NCPA - National Center for Policy Analysis


June 4, 2007

The possibility that illegal immigrants -- about 84 percent of whom come from Mexico -- might soon get universal health care stems from a new approach to them by the Mexican government, say observers.

Rather than look upon illegals purely as cash cows useful only for the billions of dollars they send home regularly and the absentee votes they might someday cast for Mexican politicians, the new government of President Felipe Calderon actually wants to do something for its expatriates in America.

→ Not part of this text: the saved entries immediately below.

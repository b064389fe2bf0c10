#![cfg_attr(docsrs, feature(doc_auto_cfg))]

//! Payment-aware HTTP execution for x402 resource servers.
//!
//! [`PaymentMiddleware`] plugs into `reqwest-middleware`: when a response
//! comes back `402 Payment Required`, it decodes the challenge, asks a
//! [`w402::PaymentNegotiator`] for a proof, and replays the request exactly
//! once with the proof attached. When no proof can be produced the original
//! 402 response is handed back untouched.
//!
//! [`PaymentExecutor`] wraps a configured client and classifies each request
//! into an [`Outcome`].
//!
//! # Modules
//!
//! - [`constants`] - Header names
//! - [`headers`] - Challenge and receipt header decoding
//! - [`error`] - Client construction errors
//! - [`outcome`] - Success and failure classification
//!
//! # Feature Flags
//!
//! - `telemetry` - Enables tracing instrumentation

mod client;
pub mod constants;
pub mod error;
mod executor;
pub mod headers;
pub mod outcome;

pub use client::{
    BodyUnread, PaymentDeclined, PaymentMiddleware, ReqwestWithPayments, ReqwestWithPaymentsBuild,
    ReqwestWithPaymentsBuilder,
};
pub use error::HttpError;
pub use executor::PaymentExecutor;
pub use outcome::{ExecutionFailure, Outcome, UpstreamResponse};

  • With illegals concentrated in fields like restaurant work, child care and household and office cleaning - plus fruit and vegetable picking - any diseases they carry are likely to be transmitted quickly to the general populace.
  • Yet, a University of California study found that as of just two years ago, Mexican immigrants were less likely than any other ethnic group in California to seek regular preventive health care.
  • That's why even though Mexican immigrants generally arrive in California with excellent health, it often deteriorates within two to three years of their arrival.

To change this, Cordova proposes to have insurance costs shared among Mexican workers, their American employers and the Mexican government.

Even though Cordova and other Mexican officials believe both the United States as a whole and individual states benefit greatly from the economic boost of cheap labor provided by Mexican immigrants, the tentative Mexican proposal does not call for any payments from American taxpayers.

  • If it becomes reality, a universal health plan would more than double the number of insured among Mexican immigrants in California from today's 43 percent level.
  • By contrast, 89 percent of California whites born in America now have insurance coverage of some kind, with 85 percent of non-whites born in this country also covered.